去る11月15日、豊島久道著「メタトレーダー 4 & 5 共通ライブラリによるEA開発入門」が電子書籍(Kindle版 500円)として刊行されました。MT4/5関連で同氏の書籍は、紙本4冊を含んで今回で7冊目の出版となります。
豊島先生は2017年9月来、MT4/5共通ライブラリ開発に取り組んでこられ、計7回β版を公開されています。今回のライブラリ正規版の完成により、MT4とMT5は互換性のない言語の壁が取り払われることになり、我々メタトレ愛用者にとっては大きな福音となりました。
ところで、せっかくの贈り物も使い方によっては宝の持ち腐れとなってしまいます。就中、プログラミング言語に全く不案内な初心者には、このライブラリを使ってEAを自由自在に作成するのは困難と言わざるを得ません。文系出身でプログラミング知識など皆無のトレーダーにとっては、敷居が高すぎるからです。
最近の著者のブログ等では、MT4にてEAを作成するには、少しばかりC言語(あるいはC++)を勉強していた方がよいとのお考えを述べておられます。著者の最初の入門書はズブの素人でもわかるようにとの意図で刊行されましたが、なかなか一般に理解が進まなかったことをその理由として挙げておられました。
著者の現実的なコメントは理解できますが、実際にズブの素人からメタトレを学んだ筆者はこのお考えには反対です。C言語に関する著書は書店に山のように並んでいますが、文系人間にとってはどれも最初のページを2~3ページ読んだだけで頭痛がしてきます。それは、外国語の勉強を文法から始める愚に似ているからです。
一方、氏の最初の著書「FXメタトレーダー入門」は最初から簡単なテクニカル指標の作成にチャレンジします。ここでは、プログラムの初歩的な部分をこれでもかというほどページ数を割いて説明されています。それでも、初心者にとっては険しい道のりですが、好きなFXトレードのためと思えば、必死になって頑張ることができるのです。「配列」とか「繰り返し計算(for分)」を覚えることができればしめたものです。筆者はこの部分だけを理解するのにおよそ6ヶ月もかかってしまいました。C言語なんて正面からは決して理解することはできません。豊島先生のお説に逆らうようですが、MT4を通じて結果的にC言語の知識を得たというのが筆者の偽らざるところです。

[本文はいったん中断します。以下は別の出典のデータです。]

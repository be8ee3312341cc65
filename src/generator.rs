use crate::domain::Report;
use chrono::{Duration, Utc};
use rand::Rng;
use uuid::Uuid;

/// Game providers used for the `username_game` composite.
pub const PROVIDERS: [&str; 10] = [
    "pgsoft",
    "evolution",
    "evolutionlive",
    "netent",
    "playtech",
    "pragmatic",
    "redtiger",
    "quickspin",
    "microgaming",
    "yggdrasil",
];

/// Largest backwards offset applied to `bet_time`, in minutes.
pub const MAX_BET_AGE_MINUTES: i64 = 100_000;

/// Generate `count` reports with independently randomized fields.
///
/// Uses the calling thread's RNG, so concurrent callers never share state.
pub fn generate(count: usize) -> Vec<Report> {
    let mut rng = rand::thread_rng();
    let now = Utc::now();

    (0..count)
        .map(|_| {
            let username = Uuid::new_v4().to_string();
            let provider = PROVIDERS[rng.gen_range(0..PROVIDERS.len())];

            Report {
                username_game: format!("{}_{}", username, provider),
                username,
                currency: "USD".to_string(),
                winloss: rng.gen_range(-5000..5000),
                bet: rng.gen_range(0..10_000),
                turnover: rng.gen_range(0..20_000),
                payout: rng.gen::<f64>() * 100.0,
                bet_time: now - Duration::minutes(rng.gen_range(0..MAX_BET_AGE_MINUTES)),
                brand_id: format!("brand{}", rng.gen_range(0..10)),
                brand_name: format!("Brand {}", rng.gen_range(0..10)),
                game_id: format!("game{}", rng.gen_range(0..100)),
                game_name: format!("Game {}", rng.gen_range(0..100)),
                game_type: format!("type{}", rng.gen_range(0..5)),
                transaction_id: format!("tx{}", rng.gen_range(0..i64::MAX)),
                round_id: format!("round{}", rng.gen_range(0..i64::MAX)),
            }
        })
        .collect()
}
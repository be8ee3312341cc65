pub mod duckdb;
pub mod mongo;
pub mod postgres;
pub mod traits;

pub use self::duckdb::DuckDbStore;
pub use self::mongo::MongoStore;
pub use self::postgres::PostgresStore;
pub use traits::{ReportReader, ReportStore, ReportWriter, StorageError};

use std::future::Future;
use std::time::Duration;

/// Run a backend call under a deadline, mapping expiry to [`StorageError::Timeout`].
pub(crate) async fn with_deadline<T, F>(
    backend: &'static str,
    after: Duration,
    call: F,
) -> Result<T, StorageError>
where
    F: Future<Output = Result<T, StorageError>>,
{
    match tokio::time::timeout(after, call).await {
        Ok(result) => result,
        Err(_) => Err(StorageError::Timeout { backend, after }),
    }
}

#[cfg(test)]
mod tests {
    use super::*;

    #[tokio::test]
    async fn test_deadline_expires() {
        let result: Result<(), StorageError> = with_deadline("slow", Duration::from_millis(10), async {
            tokio::time::sleep(Duration::from_secs(5)).await;
            Ok(())
        })
        .await;

        assert!(matches!(result, Err(StorageError::Timeout { backend: "slow", .. })));
    }

    #[tokio::test]
    async fn test_deadline_passes_result_through() {
        let result = with_deadline("fast", Duration::from_secs(1), async { Ok(7u64) }).await;
        assert_eq!(result.unwrap(), 7);
    }
}
use super::run::RunError;
use crate::config::load_or_default;
use crate::web::run_server;
use std::path::PathBuf;
use tracing::info;

pub async fn serve(config_path: Option<PathBuf>) -> Result<(), Box<dyn std::error::Error>> {
    let (config, _) = load_or_default(config_path.as_deref()).map_err(RunError::from)?;

    info!(listen = %config.web.listen, "Starting registration endpoint");
    run_server(&config.web)
        .await
        .map_err(|e| RunError::WebServer(e.to_string()))?;

    Ok(())
}
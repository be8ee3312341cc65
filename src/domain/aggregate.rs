use serde::{Deserialize, Serialize};

/// Result row of the per-game profit aggregation.
#[derive(Debug, Clone, PartialEq, Serialize, Deserialize)]
pub struct GameProfit {
    pub game_name: String,
    pub total_profit: i64,
}

/// Result row of the per-day, per-brand, per-game aggregation.
#[derive(Debug, Clone, PartialEq, Serialize, Deserialize)]
pub struct DailySummary {
    /// Calendar day in `YYYY-MM-DD` form
    pub date: String,
    pub brand_id: String,
    pub game_name: String,
    pub total_bet: i64,
    pub total_turnover: i64,
    pub average_payout: f64,
    pub total_count: u64,
    pub positive_win: i64,
}
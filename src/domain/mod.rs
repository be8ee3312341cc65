pub mod aggregate;
pub mod report;

pub use aggregate::{DailySummary, GameProfit};
pub use report::Report;
#[cfg(test)]
mod tests {
    use super::*;
    use crate::generator::generate;

    async fn setup_store() -> DuckDbStore {
        let store = DuckDbStore::in_memory().unwrap();
        store.init_schema().await.unwrap();
        store
    }

    fn report(game: &str, brand: &str, winloss: i64, bet_time: &str) -> Report {
        let mut report = generate(1).remove(0);
        report.game_name = game.to_string();
        report.brand_id = brand.to_string();
        report.winloss = winloss;
        report.bet = 10;
        report.turnover = 20;
        report.payout = 2.0;
        report.bet_time = bet_time.parse().unwrap();
        report
    }

    #[test]
    fn test_extract_pid_from_lock_error() {
        let msg = "IO Error: Could not set lock on file \"x.duckdb\": Conflicting lock is held in /usr/bin/foo (PID 4242) by user me";
        assert_eq!(extract_pid_from_lock_error(msg), Some(4242));
        assert_eq!(extract_pid_from_lock_error("no pid here"), None);
    }

    #[tokio::test]
    async fn test_schema_initialization_is_idempotent() {
        let store = DuckDbStore::in_memory().unwrap();
        assert!(store.init_schema().await.is_ok());
        assert!(store.init_schema().await.is_ok());
    }

    #[tokio::test]
    async fn test_write_and_count() {
        let store = setup_store().await;
        store.write_batch(&generate(150)).await.unwrap();
        store.write_batch(&generate(50)).await.unwrap();
        store.write_batch(&[]).await.unwrap();

        assert_eq!(store.count().await.unwrap(), 200);
    }

    #[tokio::test]
    async fn test_profit_by_game_sorted_descending() {
        let store = setup_store().await;
        store
            .write_batch(&[
                report("Game 1", "brand1", 100, "2025-01-01T10:00:00Z"),
                report("Game 1", "brand1", -30, "2025-01-01T11:00:00Z"),
                report("Game 2", "brand1", 500, "2025-01-02T10:00:00Z"),
                report("Game 3", "brand2", -200, "2025-01-02T10:00:00Z"),
            ])
            .await
            .unwrap();

        let profits = store.profit_by_game().await.unwrap();
        assert_eq!(
            profits,
            vec![
                GameProfit {
                    game_name: "Game 2".to_string(),
                    total_profit: 500,
                },
                GameProfit {
                    game_name: "Game 1".to_string(),
                    total_profit: 70,
                },
                GameProfit {
                    game_name: "Game 3".to_string(),
                    total_profit: -200,
                },
            ]
        );
    }

    #[tokio::test]
    async fn test_daily_summary_groups_by_day_brand_game() {
        let store = setup_store().await;
        store
            .write_batch(&[
                report("Game 1", "brand1", 100, "2025-01-01T10:00:00Z"),
                report("Game 1", "brand1", -30, "2025-01-01T23:00:00Z"),
                report("Game 1", "brand1", 40, "2025-01-02T00:30:00Z"),
                report("Game 2", "brand0", 5, "2025-01-01T12:00:00Z"),
            ])
            .await
            .unwrap();

        let summary = store.daily_summary().await.unwrap();
        assert_eq!(summary.len(), 3);

        assert_eq!(summary[0].date, "2025-01-01");
        assert_eq!(summary[0].brand_id, "brand0");
        assert_eq!(summary[0].total_count, 1);

        let first_day = &summary[1];
        assert_eq!(first_day.date, "2025-01-01");
        assert_eq!(first_day.game_name, "Game 1");
        assert_eq!(first_day.total_count, 2);
        assert_eq!(first_day.total_bet, 20);
        assert_eq!(first_day.total_turnover, 40);
        assert_eq!(first_day.positive_win, 100);
        assert!((first_day.average_payout - 2.0).abs() < f64::EPSILON);

        assert_eq!(summary[2].date, "2025-01-02");
        assert_eq!(summary[2].positive_win, 40);
    }

    #[tokio::test]
    async fn test_clear_removes_everything() {
        let store = setup_store().await;
        store.write_batch(&generate(10)).await.unwrap();
        store.clear().await.unwrap();
        assert_eq!(store.count().await.unwrap(), 0);
    }

    #[tokio::test]
    async fn test_timed_out_write_leaves_no_rows() {
        let store = setup_store().await;
        store.write_batch(&generate(100)).await.unwrap();

        let store = store.with_timeouts(Duration::ZERO, Duration::from_secs(30));
        let err = store.write_batch(&generate(5_000)).await.unwrap_err();

        assert!(matches!(err, StorageError::Timeout { backend: "duckdb", .. }), "{:?}", err);
        assert_eq!(store.count().await.unwrap(), 100);
    }

    #[tokio::test]
    async fn test_write_outcome_matches_stored_rows() {
        let store = setup_store().await;
        store.write_batch(&generate(100)).await.unwrap();

        // Short enough that the batch may or may not finish in time
        let store = store.with_timeouts(Duration::from_millis(5), Duration::from_secs(30));
        let outcome = store.write_batch(&generate(5_000)).await;

        let expected = if outcome.is_ok() { 5_100 } else { 100 };
        assert_eq!(store.count().await.unwrap(), expected);
    }

    #[tokio::test]
    async fn test_open_file_database() {
        let dir = tempfile::TempDir::new().unwrap();
        let path = dir.path().join("nested").join("reports.duckdb");

        let store = DuckDbStore::open(&path, Duration::from_secs(5), Duration::from_secs(5)).unwrap();
        store.init_schema().await.unwrap();
        store.write_batch(&generate(3)).await.unwrap();
        drop(store);

        let reopened = DuckDbStore::open(&path, Duration::from_secs(5), Duration::from_secs(5)).unwrap();
        assert_eq!(reopened.count().await.unwrap(), 3);
    }
}
pub mod compare;
pub mod date_range;
pub mod writes;

pub use compare::{BackendReport, Comparison, Timed};
pub use date_range::{DateRange, DateRangeError};
pub use writes::render_write_stats;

豊島先生は、2008年以来、次のような著書を上梓されています。最初の4冊は紙本で、残りの3冊は電子書籍(Kindke版)です。
①「FXメタトレーダー入門」2008,1.3
②「FXメタトレーダー実践プログラミング」2009.10.4
③「FXメタトレーダー 4&5 一挙両得プログラミング」2013.12.3
④「メタトレーダーで始めるシステムトレードプログラミング」2014.12.31
⑤「FXメタトレーダープログラミング入門」2015.11.1
⑥「新MT4対応ライブラリによるEA実践プログラミング」2017.3.13
⑦「メタトレーダー 4&5共通ライブラリによるEA開発入門」2019.11.15
上記のうち、③と④については、MT5の環境が書籍発刊時から大きく変わったこと、ないしは、著者のライブラリがその後LibEA.mqhに統一されたことにより、現在ではEA作成には妥当しなくなっています。
プログラミング言語に不案内のMT4/5の初心者が、⑦を理解するには①と②は避けて通れない著書であると確信しています。①ではMT4インディケータやEA作成を通じてMT4とCの基礎知識を習得し、②では発展的EA作成には欠かせないライブラリの基礎を学ぶことができます。作成したインディケータやEAは現在のMT4環境でもそのまま作動します。残念ながら、紙本は在庫が少なくなっているようですが、Amazonからは電子書籍として販売が再開されているようです。